I got two PCA10056 1.0.0 DKs equipped with an nRF52840 rev. 1 (code AC0). Both do not measure the VCCH voltage correctly (displayed voltage ~2.4V instead of 3.0V). The setup is based on the peripheral->saadc example with the only modification being:

//      NRF_DRV_SAADC_DEFAULT_CHANNEL_CONFIG_SE(NRF_SAADC_INPUT_AIN0);
        NRF_DRV_SAADC_DEFAULT_CHANNEL_CONFIG_SE(NRF_SAADC_INPUT_VDDHDIV5);
        channel_config.gain = NRF_SAADC_GAIN1_2;

I chose to increase the input voltage swing on the ADC by configuring the gain stage from 1/6 to 1/2. This should normally give better results.
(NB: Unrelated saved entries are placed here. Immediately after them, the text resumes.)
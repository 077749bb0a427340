//! Informed search from a board to the solved configuration.
//!
//! Four control-flow variants share the same bookkeeping (`Search`): an arena of
//! nodes, a `BucketQueue` frontier and a closed map from board key to the lowest `g`
//! at which that board was expanded.
//!
//! - `solve_reference`: A* that scans the frontier for duplicates before admitting a
//!   child and reopens closed boards when a strictly cheaper path turns up.
//! - `solve_optimized`: lazy-deletion A*. Children are pushed unconditionally and
//!   duplicates are discarded when they are popped.
//! - `solve_best_first`: greedy search, same loop as `solve_optimized`, ranked by `h` only.
//! - `InteractiveSearch`: the optimized loop, paused before every expansion.
//!
//! Equal priorities are popped last-in first-out. Which optimal path comes back when
//! several exist depends on that order; the cost does not.
use crate::engine::{Board, BoardKey, Direction};
use crate::error::PuzzleError;
use crate::heuristics::Heuristic;
use crate::queue::BucketQueue;
use crate::state::{NodeId, SearchTree, State, Status};
use log::{debug, trace};
use std::collections::HashMap;
use std::fmt;
use std::str::FromStr;
use std::time::{Duration, Instant};

/// The batch solvers selectable by name.
#[derive(Clone, Copy, Debug, PartialEq, Eq, Hash)]
pub enum Algorithm {
    /// A* with eager frontier duplicate checks. Correct but slow.
    Reference,
    /// Lazy-deletion A*. The default.
    Optimized,
    /// Greedy search on `h` alone. Fast, not guaranteed optimal.
    BestFirst,
}

impl Algorithm {
    pub const ALL: [Algorithm; 3] = [
        Algorithm::Reference,
        Algorithm::Optimized,
        Algorithm::BestFirst,
    ];

    pub fn name(&self) -> &'static str {
        match self {
            Algorithm::Reference => "reference",
            Algorithm::Optimized => "optimized",
            Algorithm::BestFirst => "best-first",
        }
    }
}

impl FromStr for Algorithm {
    type Err = PuzzleError;

    fn from_str(s: &str) -> Result<Self, Self::Err> {
        match s {
            "reference" | "slow-a*" => Ok(Algorithm::Reference),
            "optimized" | "a*" => Ok(Algorithm::Optimized),
            "best-first" => Ok(Algorithm::BestFirst),
            _ => Err(PuzzleError::UnknownAlgorithm(s.to_string())),
        }
    }
}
The displayed result is around 410: 410/1023 * 0.6V * 5 * 2 = 2.4V. I got the same result with the gain stage set to 1/6. The result is consistent across the two boards. Using NRF_SAADC_INPUT_VDD with gain 1/6 yields the correct result. A custom board with a rev. 2 chip works correctly with VDDHDIV5.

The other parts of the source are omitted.